Ceftriaxone resistance started emerging in other countries several years ago, then in Australia and the UK, though case numbers were higher in Southeast Asia.

“For the NT, it is the first time we have seen this degree of ceftriaxone resistance,” Dr Gunathilake says. “Luckily the person responded to ceftriaxone; (they) became symptomless and remained negative when retested.”

Now NT Health is warning everyone: If you are sexually active, get your STI screens done.

With a lot of people travelling to SE Asia where there have been several cases of resistance, many Australian cases have acquired resistance from their travels, says Dr Gunathilake.

And it was fortunate the drug-resistant case came in for testing.

“And when (they) became symptomatic and were treated for gonorrhoea, they informed their partners.

“They asked them to go and get the treatment and believe those people actually went.”

The NT alert of 5 June directs doctors and nurses to take a travel history as part of any assessment of patients presenting for an STI screen.

“If they are sexually active, get their STI screens done; the current recommendation is for at least 2 screens a year in remote settings.

“For individuals at higher risk, they (should) get tested every three months.”

Testing in remote settings

An issue for Australian remote Aboriginal communities has been that all testing must happen at often poorly equipped remote health clinics, where many who may well be symptomless may not get tested.

A drug-resistant case in the Top End focuses attention on this broader issue, where limited access to laboratory testing can mean weeks to get critical results back from a distant testing laboratory.

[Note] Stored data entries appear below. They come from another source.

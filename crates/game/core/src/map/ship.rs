use crate::env::ObstacleKind;
use crate::error::{ErrorSeverity, GameError};
use crate::geometry::LevelId;

use super::Level;

/// How to re-express a position of one level in a neighbour's frame.
#[derive(Clone, Copy, Debug, PartialEq)]
pub struct NeighborLink {
    pub level: LevelId,
    /// Added to a position's x to obtain the neighbour's x.
    pub delta_x: f32,
    /// Added to a position's y to obtain the neighbour's y.
    pub delta_y: f32,
}

/// 3x3 neighbourhood of one level, indexed `[j][i]` with `(1, 1)` the level itself.
pub type Neighborhood = [[Option<NeighborLink>; 3]; 3];

#[derive(Clone, Debug, PartialEq, Eq, thiserror::Error)]
pub enum ShipError {
    #[error("level at index {index} declares id {found}")]
    LevelIdMismatch { index: usize, found: LevelId },

    #[error("level {level} links to missing level {target}")]
    UnknownJumpTarget { level: LevelId, target: LevelId },

    #[error("level {level} links to itself")]
    SelfLink { level: LevelId },

    #[error("obstacle kind {kind:?} on level {level} has no spec")]
    UnknownObstacleKind { level: LevelId, kind: ObstacleKind },
}

impl GameError for ShipError {
    fn severity(&self) -> ErrorSeverity {
        ErrorSeverity::Validation
    }

    fn error_code(&self) -> &'static str {
        match self {
            Self::LevelIdMismatch { .. } => "SHIP_LEVEL_ID_MISMATCH",
            Self::UnknownJumpTarget { .. } => "SHIP_UNKNOWN_JUMP_TARGET",
            Self::SelfLink { .. } => "SHIP_SELF_LINK",
            Self::UnknownObstacleKind { .. } => "SHIP_UNKNOWN_OBSTACLE_KIND",
        }
    }
}

/// All levels plus the precomputed neighbourhood table.
#[derive(Clone, Debug)]
pub struct Ship {
    levels: Vec<Level>,
    neighbors: Vec<Neighborhood>,
}

impl Ship {
    /// Validates jump links and builds the neighbourhood table.
    ///
    /// # Errors
    ///
    /// Returns a [`ShipError`] if a level id does not match its index or a
    /// jump target is missing.
    pub fn new(levels: Vec<Level>) -> Result<Self, ShipError> {
        for (index, level) in levels.iter().enumerate() {
            if level.id.index() != index {
                return Err(ShipError::LevelIdMismatch {
                    index,
                    found: level.id,
                });
            }
            let j = level.jump;
            for target in [j.north, j.south, j.east, j.west].into_iter().flatten() {
                if target == level.id {
                    return Err(ShipError::SelfLink { level: level.id });
                }
                if target.index() >= levels.len() {
                    return Err(ShipError::UnknownJumpTarget {
                        level: level.id,
                        target,
                    });
                }
            }
        }

        let neighbors = levels
            .iter()
            .map(|level| Self::neighborhood_of(&levels, level))
            .collect();
        Ok(Self { levels, neighbors })
    }

    fn neighborhood_of(levels: &[Level], level: &Level) -> Neighborhood {
        let get = |id: Option<LevelId>| id.and_then(|id| levels.get(id.index()));
        let link = |target: &Level, dx: f32, dy: f32| NeighborLink {
            level: target.id,
            delta_x: dx,
            delta_y: dy,
        };

        let west = get(level.jump.west);
        let east = get(level.jump.east);
        let north = get(level.jump.north);
        let south = get(level.jump.south);

        let west_dx = west.map_or(0.0, |w| w.xlen as f32);
        let east_dx = -(level.xlen as f32);
        let north_dy = north.map_or(0.0, |n| n.ylen as f32);
        let south_dy = -(level.ylen as f32);

        let nw = Self::corner(levels, west, north, |l| l.jump.north, |l| l.jump.west);
        let ne = Self::corner(levels, east, north, |l| l.jump.north, |l| l.jump.east);
        let sw = Self::corner(levels, west, south, |l| l.jump.south, |l| l.jump.west);
        let se = Self::corner(levels, east, south, |l| l.jump.south, |l| l.jump.east);

        let mut table: Neighborhood = [[None; 3]; 3];
        table[1][1] = Some(link(level, 0.0, 0.0));
        table[1][0] = west.map(|w| link(w, west_dx, 0.0));
        table[1][2] = east.map(|e| link(e, east_dx, 0.0));
        table[0][1] = north.map(|n| link(n, 0.0, north_dy));
        table[2][1] = south.map(|s| link(s, 0.0, south_dy));
        table[0][0] = nw.map(|c| link(c, c.xlen as f32, c.ylen as f32));
        table[0][2] = ne.map(|c| link(c, east_dx, c.ylen as f32));
        table[2][0] = sw.map(|c| link(c, c.xlen as f32, south_dy));
        table[2][2] = se.map(|c| link(c, east_dx, south_dy));
        table
    }

    /// Diagonal neighbour: via the horizontal neighbour first, then via the vertical one.
    fn corner<'l>(
        levels: &'l [Level],
        horizontal: Option<&'l Level>,
        vertical: Option<&'l Level>,
        pick_vertical: fn(&Level) -> Option<LevelId>,
        pick_horizontal: fn(&Level) -> Option<LevelId>,
    ) -> Option<&'l Level> {
        let get = |id: Option<LevelId>| id.and_then(|id| levels.get(id.index()));
        horizontal
            .and_then(|h| get(pick_vertical(h)))
            .or_else(|| vertical.and_then(|v| get(pick_horizontal(v))))
    }

    pub fn level(&self, z: LevelId) -> Option<&Level> {
        self.levels.get(z.index())
    }

    pub fn level_mut(&mut self, z: LevelId) -> Option<&mut Level> {
        self.levels.get_mut(z.index())
    }

    pub fn levels(&self) -> &[Level] {
        &self.levels
    }

    pub fn len(&self) -> usize {
        self.levels.len()
    }

    pub fn is_empty(&self) -> bool {
        self.levels.is_empty()
    }

    /// Neighbour cell `(i, j)` of level `z`; `(1, 1)` is `z` itself.
    pub fn neighbor(&self, z: LevelId, i: usize, j: usize) -> Option<&NeighborLink> {
        self.neighbors.get(z.index())?.get(j)?.get(i)?.as_ref()
    }

    /// Distinct levels in the 3x3 neighbourhood of `z`, starting with `z`.
    pub fn neighborhood(&self, z: LevelId) -> Vec<LevelId> {
        let mut out = Vec::with_capacity(9);
        if self.level(z).is_none() {
            return out;
        }
        out.push(z);
        for j in 0..3 {
            for i in 0..3 {
                if let Some(link) = self.neighbor(z, i, j)
                    && !out.contains(&link.level)
                {
                    out.push(link.level);
                }
            }
        }
        out
    }
}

And there are other issues.

“For our people in communities,” says Dr Gunathilake, “many tests were occurring, but we have to keep doing them and concentrate more on younger people, they are the challenge because they don’t usually come to the health service.

“And these STI’s (can) remain asymptomatic or mildly symptomatic and people don’t see any need to go and get treatment immediately.”

Extensive recent trials in Australia are showing promise from Molecular Point of Contact Testing (POCT), a medical test “conducted at or near the site of patient care.”

The attraction is the ability to diagnose infectious disease in locations with limited infrastructure, such as at health clinics on remote Aboriginal communities.

According to recent UNSW research this testing can enable patients to “be diagnosed and treated on the same day, avoiding the need for health services to track down patients who are often mobile and difficult to locate, days or weeks later.”

According to Prof. Causer, using the method for STIs was evaluated at almost 50 primary care clinics over a 7-year period, the study demonstrating that POCT was able to accurately test for chlamydia and gonorrhoea just as well as a laboratory.

Nonetheless, Dr Gunathilake remains worried about drug resistance “across the board.”

“Antibiotic resistance is becoming a serious global problem,” she says, “and I’m worried about that. But also, I’m hopeful that further effects of (drug) resistance will not happen, and we can keep giving these drugs for the next ten years or so.”